■ **WHAT NEEDS TO BE DONE**
Set down the lines of the data exactly, starting at the first and stopping after the line containing "to the planner.".

(Collected data entries)
==========

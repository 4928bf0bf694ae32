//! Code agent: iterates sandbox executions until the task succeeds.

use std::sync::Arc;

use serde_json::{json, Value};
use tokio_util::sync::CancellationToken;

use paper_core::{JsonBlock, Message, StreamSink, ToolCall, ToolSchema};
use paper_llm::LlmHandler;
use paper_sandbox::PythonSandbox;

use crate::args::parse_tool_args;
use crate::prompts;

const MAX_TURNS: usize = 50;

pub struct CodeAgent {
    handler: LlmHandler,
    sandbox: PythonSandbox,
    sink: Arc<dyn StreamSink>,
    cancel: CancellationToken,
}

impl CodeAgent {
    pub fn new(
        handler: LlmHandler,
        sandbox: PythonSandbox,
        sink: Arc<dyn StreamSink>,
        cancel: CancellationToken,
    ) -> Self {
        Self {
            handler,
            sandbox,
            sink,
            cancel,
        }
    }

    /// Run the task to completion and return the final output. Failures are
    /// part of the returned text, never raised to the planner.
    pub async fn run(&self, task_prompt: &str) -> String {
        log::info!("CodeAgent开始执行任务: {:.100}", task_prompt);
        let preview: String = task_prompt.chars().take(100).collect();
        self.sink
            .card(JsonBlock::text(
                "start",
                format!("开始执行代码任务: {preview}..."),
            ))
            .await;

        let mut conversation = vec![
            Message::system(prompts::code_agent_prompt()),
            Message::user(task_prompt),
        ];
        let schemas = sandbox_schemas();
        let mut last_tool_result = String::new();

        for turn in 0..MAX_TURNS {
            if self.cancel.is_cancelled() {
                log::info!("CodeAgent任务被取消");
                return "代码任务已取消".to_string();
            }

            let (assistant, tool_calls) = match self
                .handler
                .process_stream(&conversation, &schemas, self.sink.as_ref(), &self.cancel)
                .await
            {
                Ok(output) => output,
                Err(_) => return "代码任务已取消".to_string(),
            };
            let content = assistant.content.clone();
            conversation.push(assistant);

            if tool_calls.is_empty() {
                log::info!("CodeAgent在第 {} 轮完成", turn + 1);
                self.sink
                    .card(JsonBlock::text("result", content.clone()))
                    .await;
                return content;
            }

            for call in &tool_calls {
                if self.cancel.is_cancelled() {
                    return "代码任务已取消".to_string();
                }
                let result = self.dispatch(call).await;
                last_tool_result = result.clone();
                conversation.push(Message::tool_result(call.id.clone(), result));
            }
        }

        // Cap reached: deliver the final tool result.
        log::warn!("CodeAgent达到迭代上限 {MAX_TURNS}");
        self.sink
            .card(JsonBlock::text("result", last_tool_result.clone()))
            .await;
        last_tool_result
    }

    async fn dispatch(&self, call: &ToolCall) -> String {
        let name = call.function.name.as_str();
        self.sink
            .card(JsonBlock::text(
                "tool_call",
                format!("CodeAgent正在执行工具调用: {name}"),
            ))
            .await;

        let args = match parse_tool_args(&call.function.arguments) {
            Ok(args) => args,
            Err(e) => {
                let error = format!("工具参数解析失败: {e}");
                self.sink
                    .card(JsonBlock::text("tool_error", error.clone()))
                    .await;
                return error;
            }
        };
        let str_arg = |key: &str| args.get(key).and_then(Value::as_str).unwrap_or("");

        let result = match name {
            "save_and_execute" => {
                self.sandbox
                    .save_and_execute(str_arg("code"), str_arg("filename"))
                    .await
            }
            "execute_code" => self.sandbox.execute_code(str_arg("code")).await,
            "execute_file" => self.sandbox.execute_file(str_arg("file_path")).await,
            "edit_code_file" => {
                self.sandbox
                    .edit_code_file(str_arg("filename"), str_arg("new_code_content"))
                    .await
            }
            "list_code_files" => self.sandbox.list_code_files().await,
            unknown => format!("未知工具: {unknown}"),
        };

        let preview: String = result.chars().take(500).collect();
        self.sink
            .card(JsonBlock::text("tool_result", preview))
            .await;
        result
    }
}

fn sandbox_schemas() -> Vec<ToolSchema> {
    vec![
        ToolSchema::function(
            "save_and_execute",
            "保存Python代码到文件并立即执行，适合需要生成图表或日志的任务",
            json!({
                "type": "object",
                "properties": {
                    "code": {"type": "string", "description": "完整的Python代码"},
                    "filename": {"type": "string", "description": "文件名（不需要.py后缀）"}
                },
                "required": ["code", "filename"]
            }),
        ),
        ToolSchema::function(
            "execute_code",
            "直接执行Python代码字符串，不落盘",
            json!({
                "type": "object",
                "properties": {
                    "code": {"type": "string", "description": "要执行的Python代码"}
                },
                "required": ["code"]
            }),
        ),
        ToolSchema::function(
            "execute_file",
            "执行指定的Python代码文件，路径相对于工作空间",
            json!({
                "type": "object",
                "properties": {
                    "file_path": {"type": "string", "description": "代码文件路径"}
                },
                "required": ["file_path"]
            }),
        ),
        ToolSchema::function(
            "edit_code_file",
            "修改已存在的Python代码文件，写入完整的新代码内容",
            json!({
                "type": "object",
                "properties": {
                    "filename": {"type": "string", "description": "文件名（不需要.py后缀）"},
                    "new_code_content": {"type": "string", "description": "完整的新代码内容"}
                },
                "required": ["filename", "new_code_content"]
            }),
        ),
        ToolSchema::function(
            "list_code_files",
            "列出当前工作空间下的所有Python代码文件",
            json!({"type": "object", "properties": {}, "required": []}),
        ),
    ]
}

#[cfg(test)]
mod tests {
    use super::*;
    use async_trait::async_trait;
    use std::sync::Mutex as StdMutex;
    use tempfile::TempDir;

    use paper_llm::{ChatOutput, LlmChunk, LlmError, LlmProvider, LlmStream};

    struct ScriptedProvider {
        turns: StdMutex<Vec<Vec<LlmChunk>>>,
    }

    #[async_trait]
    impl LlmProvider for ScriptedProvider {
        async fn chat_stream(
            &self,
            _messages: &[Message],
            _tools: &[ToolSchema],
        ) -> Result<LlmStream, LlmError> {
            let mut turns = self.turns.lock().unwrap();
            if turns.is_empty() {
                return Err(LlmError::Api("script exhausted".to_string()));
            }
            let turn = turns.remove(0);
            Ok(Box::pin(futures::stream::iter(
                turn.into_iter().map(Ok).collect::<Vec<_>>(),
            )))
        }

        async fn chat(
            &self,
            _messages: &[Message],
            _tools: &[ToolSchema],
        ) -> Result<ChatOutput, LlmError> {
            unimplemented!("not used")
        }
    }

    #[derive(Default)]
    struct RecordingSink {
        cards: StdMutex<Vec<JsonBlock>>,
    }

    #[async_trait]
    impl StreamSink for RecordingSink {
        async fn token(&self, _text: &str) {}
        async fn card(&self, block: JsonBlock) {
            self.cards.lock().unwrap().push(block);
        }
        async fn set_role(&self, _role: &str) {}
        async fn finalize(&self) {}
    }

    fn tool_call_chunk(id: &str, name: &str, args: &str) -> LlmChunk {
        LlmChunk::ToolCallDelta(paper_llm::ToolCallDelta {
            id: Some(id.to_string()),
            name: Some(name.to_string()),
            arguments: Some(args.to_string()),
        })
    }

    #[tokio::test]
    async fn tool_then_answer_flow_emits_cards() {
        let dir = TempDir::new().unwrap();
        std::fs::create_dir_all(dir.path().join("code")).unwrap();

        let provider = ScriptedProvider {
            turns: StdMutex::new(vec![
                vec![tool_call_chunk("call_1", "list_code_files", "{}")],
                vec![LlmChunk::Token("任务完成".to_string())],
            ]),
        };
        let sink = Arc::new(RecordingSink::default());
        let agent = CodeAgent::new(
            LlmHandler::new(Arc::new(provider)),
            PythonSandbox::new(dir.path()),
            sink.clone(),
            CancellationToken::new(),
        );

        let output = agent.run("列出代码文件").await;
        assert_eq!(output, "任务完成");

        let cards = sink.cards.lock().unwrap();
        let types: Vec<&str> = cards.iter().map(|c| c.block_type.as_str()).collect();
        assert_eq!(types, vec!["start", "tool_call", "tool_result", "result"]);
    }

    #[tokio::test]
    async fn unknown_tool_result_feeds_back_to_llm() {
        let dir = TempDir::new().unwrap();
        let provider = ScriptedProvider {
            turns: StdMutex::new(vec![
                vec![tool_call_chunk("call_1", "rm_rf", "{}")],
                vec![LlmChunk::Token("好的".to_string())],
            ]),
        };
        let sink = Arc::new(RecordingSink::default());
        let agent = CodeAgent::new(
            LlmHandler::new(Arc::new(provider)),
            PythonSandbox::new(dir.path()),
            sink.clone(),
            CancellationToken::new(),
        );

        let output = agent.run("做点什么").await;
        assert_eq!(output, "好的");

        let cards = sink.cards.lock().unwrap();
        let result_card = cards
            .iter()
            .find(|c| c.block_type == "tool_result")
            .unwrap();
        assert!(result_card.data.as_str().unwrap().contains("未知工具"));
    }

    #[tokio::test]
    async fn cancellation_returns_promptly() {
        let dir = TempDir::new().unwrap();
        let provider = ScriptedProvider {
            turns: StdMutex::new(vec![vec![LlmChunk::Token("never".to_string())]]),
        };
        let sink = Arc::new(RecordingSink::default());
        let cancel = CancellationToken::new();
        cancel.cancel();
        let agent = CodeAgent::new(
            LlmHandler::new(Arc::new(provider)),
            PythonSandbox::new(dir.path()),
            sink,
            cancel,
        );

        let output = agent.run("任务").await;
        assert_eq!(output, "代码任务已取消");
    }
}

==========

■ **WORKED SOLUTION**
repository 4928bf0bf694ae32
//! Code agent: iterates sandbox executions until the task succeeds.

use std::sync::Arc;

use serde_json::{json, Value};
use tokio_util::sync::CancellationToken;

use paper_core::{JsonBlock, Message, StreamSink, ToolCall, ToolSchema};
use paper_llm::LlmHandler;
use paper_sandbox::PythonSandbox;

use crate::args::parse_tool_args;
use crate::prompts;

const MAX_TURNS: usize = 50;

pub struct CodeAgent {
    handler: LlmHandler,
    sandbox: PythonSandbox,
    sink: Arc<dyn StreamSink>,
    cancel: CancellationToken,
}

impl CodeAgent {
    pub fn new(
        handler: LlmHandler,
        sandbox: PythonSandbox,
        sink: Arc<dyn StreamSink>,
        cancel: CancellationToken,
    ) -> Self {
        Self {
            handler,
            sandbox,
            sink,
            cancel,
        }
    }

    /// Run the task to completion and return the final output. Failures are
    /// part of the returned text, never raised to the planner.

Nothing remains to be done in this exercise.